図2と図3は、装置が細胞の活性化に用いられる場合の、図1の装置の作動過程を示す図である。
図4は、本発明の他の実施態様にかなった細胞培養装置の一つの実施例を表す図である。
図5は、容器において処理される細胞の支持に用いることができる支持体要素の一つの実施例を示す図である。
図6は、容器において処理される細胞の支持に用いることができる支持体要素の他の実施例を示す図である。
図7は、気泡による細胞処理の妨害を避けることを可能にする装置の一つの実施例を表す図である。
図1において図示された細胞培養装置は、流体培地を入れるための室を画定する壁を備えた容器100を備えている。この装置はこの実施例においては卵母細胞の活性化に用いられる。室には、並置された二枚のガラス板101と102によって形成された水平支持体要素がある。ガラス板101と102は、容器の側面の壁11と12に嵌め込まれて維持されている。これらのガラス板101と102は、互いの間に間隔があいており、処理する卵母細胞10の直径より小さい幅を有する直線的な溝103が規定されるようになっている。
容器100はまた、溝103の両方向に縦に延びた電極111と112を備えている。
イオンの豊富な培養培地M1は、溝103の両側にある室の側壁11と12にそれぞれ開口している二組の平行な導管131、141、151、161と132、142、152、162によって、室の上部に運ばれる。
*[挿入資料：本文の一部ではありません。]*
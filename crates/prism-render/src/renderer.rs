// SPDX-License-Identifier: CEPL-1.0
use crate::command::{create_command_infrastructure, CommandInfrastructure};
use crate::config::RenderConfig;
use crate::device::{create_context, DeviceContext};
use crate::driver::{AppInfo, Driver};
use crate::error::{FrameError, InitError, SurfaceError};
use crate::frame::{FrameDriver, FrameOutcome, FramePhase, FrameResources};
use crate::render_pass::{create_render_pass, wants_render_pass};
use crate::surface::{create_surface, Surface};
use crate::swapchain::{create_swapchain, Swapchain, SwapchainConfig};
use crate::sync::{create_synchronizer, FrameSynchronizer};
use crate::targets::{create_render_targets, RenderTargetSet};
use crate::teardown::TeardownStack;
use crate::window::PresentationWindow;
use ash::vk;
use raw_window_handle::HandleError;
use tracing::{error, info, warn};

#[derive(Clone, Copy, Debug, Default, PartialEq, Eq)]
pub struct RunStats {
    /// Cycles started.
    pub frames: u64,
    pub presented: u64,
    /// Cycles dropped at acquire.
    pub skipped: u64,
    /// Cycles whose present failed.
    pub present_failures: u64,
}

/// Owns the driver and every object built on it.
///
/// Construction runs in dependency order; dropping (or [`Renderer::shutdown`])
/// releases everything in reverse after draining the device.
pub struct Renderer<D: Driver> {
    driver: D,
    teardown: TeardownStack,
    context: DeviceContext,
    surface: Surface,
    swapchain: Swapchain,
    targets: RenderTargetSet,
    commands: CommandInfrastructure,
    sync: FrameSynchronizer,
    frames: FrameDriver,
    clear_color: [f32; 4],
}

impl<D: Driver> std::fmt::Debug for Renderer<D> {
    fn fmt(&self, f: &mut std::fmt::Formatter<'_>) -> std::fmt::Result {
        f.debug_struct("Renderer")
            .field("context", &self.context)
            .field("swapchain", &self.swapchain.handle)
            .field("image_count", &self.swapchain.image_count)
            .field("phase", &self.frames.phase())
            .finish_non_exhaustive()
    }
}

impl<D: Driver> Drop for Renderer<D> {
    fn drop(&mut self) {
        self.frames.stop();
        self.teardown.unwind(&mut self.driver);
    }
}

fn handle_error(e: HandleError) -> InitError {
    warn!("window handle unavailable: {e}");
    InitError::Surface(SurfaceError::WindowHandleUnavailable)
}

impl<D: Driver> Renderer<D> {
    /// Builds the full chain for `window`.
    ///
    /// On failure everything already created is released, in reverse, before
    /// the error is returned.
    pub fn new<W>(mut driver: D, window: &W, config: &RenderConfig) -> Result<Self, InitError>
    where
        W: PresentationWindow + ?Sized,
    {
        let mut teardown = TeardownStack::new();
        match Self::build(&mut driver, &mut teardown, window, config) {
            Ok(parts) => {
                let (context, surface, swapchain, targets, commands, sync) = parts;
                let frames = FrameDriver::new(
                    sync.slots.len(),
                    swapchain.images.len(),
                    config.fence_starts_signaled,
                );
                info!(
                    "renderer ready: {} images, {} frame(s) in flight, fence {}",
                    swapchain.image_count,
                    frames.slots(),
                    if config.fence_starts_signaled {
                        "pre-signaled"
                    } else {
                        "unsignaled"
                    }
                );
                Ok(Renderer {
                    driver,
                    teardown,
                    context,
                    surface,
                    swapchain,
                    targets,
                    commands,
                    sync,
                    frames,
                    clear_color: config.clear_color,
                })
            }
            Err(e) => {
                error!(stage = %e.stage(), code = ?e.native_code(), "startup failed: {e}");
                teardown.unwind(&mut driver);
                Err(e)
            }
        }
    }

    #[allow(clippy::type_complexity)]
    fn build<W>(
        driver: &mut D,
        teardown: &mut TeardownStack,
        window: &W,
        config: &RenderConfig,
    ) -> Result<
        (
            DeviceContext,
            Surface,
            Swapchain,
            RenderTargetSet,
            CommandInfrastructure,
            FrameSynchronizer,
        ),
        InitError,
    >
    where
        W: PresentationWindow + ?Sized,
    {
        let display = window.display_handle().map_err(handle_error)?.as_raw();
        let raw_window = window.window_handle().map_err(handle_error)?.as_raw();

        let app = AppInfo {
            name: config.app_name.clone(),
            ..AppInfo::default()
        };
        let context = create_context(driver, display, &app, teardown)?;
        let surface = create_surface(driver, &context, display, raw_window, teardown)?;

        let use_render_pass = wants_render_pass(config.render_pass, &surface.capabilities);
        if use_render_pass != config.render_pass {
            warn!("surface lacks TRANSFER_DST usage, clearing through a render pass");
        }

        let swapchain = create_swapchain(
            driver,
            &context,
            &surface,
            &SwapchainConfig {
                desired_image_count: config.desired_image_count,
                vsync_mode: config.vsync_mode,
                extent_hint: window.size(),
                transfer_dst: !use_render_pass,
            },
            teardown,
        )?;

        let render_pass = if use_render_pass {
            Some(create_render_pass(driver, swapchain.format.format, teardown)?)
        } else {
            None
        };
        let targets = create_render_targets(driver, &swapchain, render_pass, teardown)?;

        let slots = config.effective_frames_in_flight(swapchain.images.len());
        let commands = create_command_infrastructure(driver, &context, slots, teardown)?;
        let sync = create_synchronizer(driver, slots, config.fence_starts_signaled, teardown)?;

        Ok((context, surface, swapchain, targets, commands, sync))
    }

    pub fn context(&self) -> &DeviceContext {
        &self.context
    }

    pub fn surface(&self) -> &Surface {
        &self.surface
    }

    pub fn swapchain(&self) -> &Swapchain {
        &self.swapchain
    }

    pub fn targets(&self) -> &RenderTargetSet {
        &self.targets
    }

    pub fn commands(&self) -> &CommandInfrastructure {
        &self.commands
    }

    pub fn sync(&self) -> &FrameSynchronizer {
        &self.sync
    }

    pub fn phase(&self) -> FramePhase {
        self.frames.phase()
    }

    pub fn frames(&self) -> &FrameDriver {
        &self.frames
    }

    pub fn driver(&self) -> &D {
        &self.driver
    }

    pub fn set_clear_color(&mut self, rgba: [f32; 4]) {
        self.clear_color = rgba;
    }

    /// Blocks until the device has finished all submitted work.
    pub fn wait_idle(&mut self) -> Result<(), vk::Result> {
        self.driver.device_wait_idle()
    }

    pub fn draw_frame(&mut self) -> Result<FrameOutcome, FrameError> {
        let res = FrameResources {
            queue: self.context.queue,
            swapchain: &self.swapchain,
            targets: &self.targets,
            commands: &self.commands,
            sync: &self.sync,
            clear_color: self.clear_color,
        };
        self.frames.draw_frame(&mut self.driver, &res)
    }

    /// Pumps events and draws until the window asks to close or `limit`
    /// cycles have run. The close request is checked once per full cycle.
    ///
    /// Transient frame failures are logged and counted; anything else ends
    /// the loop with an error.
    pub fn run<W>(&mut self, window: &mut W, limit: Option<u64>) -> Result<RunStats, FrameError>
    where
        W: PresentationWindow + ?Sized,
    {
        let mut stats = RunStats::default();
        loop {
            window.poll_events();

            stats.frames += 1;
            match self.draw_frame() {
                Ok(FrameOutcome::Presented { suboptimal, .. }) => {
                    stats.presented += 1;
                    if suboptimal {
                        tracing::debug!(frame = stats.frames, "swapchain suboptimal");
                    }
                }
                Err(e @ FrameError::AcquireFailed { frame, code }) => {
                    warn!(frame, ?code, "{e}; frame skipped");
                    stats.skipped += 1;
                }
                Err(e @ FrameError::PresentFailed { frame, code, .. }) => {
                    warn!(frame, ?code, "{e}");
                    stats.present_failures += 1;
                }
                Err(e) => {
                    error!(frame = stats.frames, code = ?e.native_code(), "{e}");
                    return Err(e);
                }
            }

            if window.should_close() {
                info!("close requested after {} frames", stats.frames);
                break;
            }
            if limit.is_some_and(|n| stats.frames >= n) {
                info!("frame limit {} reached", stats.frames);
                break;
            }
        }
        Ok(stats)
    }

    /// Drains the device and releases everything in reverse creation order.
    pub fn shutdown(mut self) {
        self.frames.stop();
        self.teardown.unwind(&mut self.driver);
        info!("renderer shut down");
    }
}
導管131、141、151、161の口は、導管132、142、152、162の口にそれぞれ向かい合っている。これらの口は、培地M1が室の上部にほぼ均一に注入されるように、容器100の壁11と12に沿って規則的に配置している。
Ca2+イオンを含む刺激培地M2も同様に、二組の平行導管133、143、153、163と134、144、154、164によって室の上部に運ばれるものであり、該平行導管は、培地M1を運ぶ導管の束と類似のものであり、またそれに重なっている。
容器内の、処理中の相に対応する培地は、支持体要素よりも低いところに位置する排出導管104によって排出される。液体の流れは、卵母細胞10を低圧によって溝103に貼り付いた状態で維持する。
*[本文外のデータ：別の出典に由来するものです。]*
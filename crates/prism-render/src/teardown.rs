// SPDX-License-Identifier: CEPL-1.0
//! Ordered release of native objects.
//!
//! Every object that is successfully created is pushed here. Unwinding
//! drains the device first, then destroys in exact reverse creation order,
//! so a failed startup and a normal shutdown release things the same way.

use crate::driver::Driver;
use ash::vk::{self, Handle};
use std::fmt;
use tracing::{debug, warn};

#[derive(Clone, Copy, Debug, PartialEq, Eq, Hash, PartialOrd, Ord)]
pub enum ObjectKind {
    Instance,
    Device,
    Surface,
    Swapchain,
    ImageView,
    RenderPass,
    Framebuffer,
    CommandPool,
    CommandBuffer,
    Fence,
    Semaphore,
}

impl fmt::Display for ObjectKind {
    fn fmt(&self, f: &mut fmt::Formatter<'_>) -> fmt::Result {
        f.write_str(match self {
            ObjectKind::Instance => "instance",
            ObjectKind::Device => "device",
            ObjectKind::Surface => "surface",
            ObjectKind::Swapchain => "swapchain",
            ObjectKind::ImageView => "image view",
            ObjectKind::RenderPass => "render pass",
            ObjectKind::Framebuffer => "framebuffer",
            ObjectKind::CommandPool => "command pool",
            ObjectKind::CommandBuffer => "command buffer",
            ObjectKind::Fence => "fence",
            ObjectKind::Semaphore => "semaphore",
        })
    }
}

#[derive(Clone, Copy, Debug, PartialEq, Eq)]
pub enum Resource {
    Instance(vk::Instance),
    Device(vk::Device),
    Surface(vk::SurfaceKHR),
    Swapchain(vk::SwapchainKHR),
    ImageView(vk::ImageView),
    RenderPass(vk::RenderPass),
    Framebuffer(vk::Framebuffer),
    CommandPool(vk::CommandPool),
    CommandBuffer {
        pool: vk::CommandPool,
        buffer: vk::CommandBuffer,
    },
    Fence(vk::Fence),
    Semaphore(vk::Semaphore),
}

impl Resource {
    pub fn kind(&self) -> ObjectKind {
        match self {
            Resource::Instance(_) => ObjectKind::Instance,
            Resource::Device(_) => ObjectKind::Device,
            Resource::Surface(_) => ObjectKind::Surface,
            Resource::Swapchain(_) => ObjectKind::Swapchain,
            Resource::ImageView(_) => ObjectKind::ImageView,
            Resource::RenderPass(_) => ObjectKind::RenderPass,
            Resource::Framebuffer(_) => ObjectKind::Framebuffer,
            Resource::CommandPool(_) => ObjectKind::CommandPool,
            Resource::CommandBuffer { .. } => ObjectKind::CommandBuffer,
            Resource::Fence(_) => ObjectKind::Fence,
            Resource::Semaphore(_) => ObjectKind::Semaphore,
        }
    }

    pub fn raw(&self) -> u64 {
        match *self {
            Resource::Instance(h) => h.as_raw(),
            Resource::Device(h) => h.as_raw(),
            Resource::Surface(h) => h.as_raw(),
            Resource::Swapchain(h) => h.as_raw(),
            Resource::ImageView(h) => h.as_raw(),
            Resource::RenderPass(h) => h.as_raw(),
            Resource::Framebuffer(h) => h.as_raw(),
            Resource::CommandPool(h) => h.as_raw(),
            Resource::CommandBuffer { buffer, .. } => buffer.as_raw(),
            Resource::Fence(h) => h.as_raw(),
            Resource::Semaphore(h) => h.as_raw(),
        }
    }

    pub fn is_null(&self) -> bool {
        self.raw() == 0
    }

    /// Hands the object back to the driver. Null handles are a no-op.
    pub fn destroy<D: Driver + ?Sized>(self, driver: &mut D) {
        if self.is_null() {
            return;
        }
        debug!("destroy {} 0x{:x}", self.kind(), self.raw());
        match self {
            Resource::Instance(h) => driver.destroy_instance(h),
            Resource::Device(h) => driver.destroy_device(h),
            Resource::Surface(h) => driver.destroy_surface(h),
            Resource::Swapchain(h) => driver.destroy_swapchain(h),
            Resource::ImageView(h) => driver.destroy_image_view(h),
            Resource::RenderPass(h) => driver.destroy_render_pass(h),
            Resource::Framebuffer(h) => driver.destroy_framebuffer(h),
            Resource::CommandPool(h) => driver.destroy_command_pool(h),
            Resource::CommandBuffer { pool, buffer } => driver.free_command_buffer(pool, buffer),
            Resource::Fence(h) => driver.destroy_fence(h),
            Resource::Semaphore(h) => driver.destroy_semaphore(h),
        }
    }
}

#[derive(Debug, Default)]
pub struct TeardownStack {
    entries: Vec<Resource>,
}

impl TeardownStack {
    pub fn new() -> Self {
        Self::default()
    }

    pub fn push(&mut self, resource: Resource) {
        debug!("create {} 0x{:x}", resource.kind(), resource.raw());
        self.entries.push(resource);
    }

    /// Moves everything recorded in `other` on top of this stack.
    pub fn absorb(&mut self, mut other: TeardownStack) {
        self.entries.append(&mut other.entries);
    }

    pub fn len(&self) -> usize {
        self.entries.len()
    }

    pub fn is_empty(&self) -> bool {
        self.entries.is_empty()
    }

    pub fn entries(&self) -> &[Resource] {
        &self.entries
    }

    fn holds_device(&self) -> bool {
        self.entries
            .iter()
            .any(|r| matches!(r, Resource::Device(d) if d.as_raw() != 0))
    }

    /// Destroys everything in reverse creation order, leaving the stack empty.
    ///
    /// When a logical device is on the stack, the device is drained before
    /// the first destroy.
    pub fn unwind<D: Driver + ?Sized>(&mut self, driver: &mut D) {
        if self.entries.is_empty() {
            return;
        }
        if self.holds_device() {
            if let Err(code) = driver.device_wait_idle() {
                warn!("device_wait_idle before teardown failed: {code:?}");
            }
        }
        while let Some(resource) = self.entries.pop() {
            resource.destroy(driver);
        }
    }
}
平行導管131、141、151、161は、横断注入導管171に接続している。横断導管171は、その一端が、培地M1を構成する流体の注入手段に接続している。この導管171は、その他端が、この図には図示されていない汲み上げ手段に接続された逆注入導管181となって延びている。
対称的に、平行導管132、142、152、162は、横断注入導管172に接続している。横断導管172は、その一端が、培地M1の注入手段に接続している。この導管172は、その他端が、汲み上げ手段に接続された逆注入導管182となって延びている。
同様に、平行導管133、143、153、163は、その口と反対の端が、横断注入導管173に接続している。横断導管173は、その一端が、培地M2を構成する流体を入れたタンクに接続している。この導管173は、その他端が、同様に汲み上げ手段に接続した逆注入導管183となって延びている。
最後に、対称的に、平行導管134、144、154、164は、その口と反対の端が、横断注入導管174に接続している。横断導管174は、その一端が、培地M2を入れたタンクに接続している。この導管174は、その他端が、汲み上げ手段に接続した逆注入導管184となって延びている。
室内の、処理中の相に対応する培地は、卵母細胞10よりも低いところに位置する排出導管104によって排出される。液体の流れは、卵母細胞を低圧によって溝103に張り付いた状態で維持する。
次に、この装置によって実施可能な処理例の過程を説明する。
室は、培養培地M1に対応する流体であらかじめ満たされているものとする。
図2において、培養培地M1が刺激培地M2に置換される第一の処理過程を示した。この過程では、矢印で示したように、導管171と172による培地M1の注入を停止し、導管173と174によって培地M2を注入する。培地M1は、排出導管104によって排出される。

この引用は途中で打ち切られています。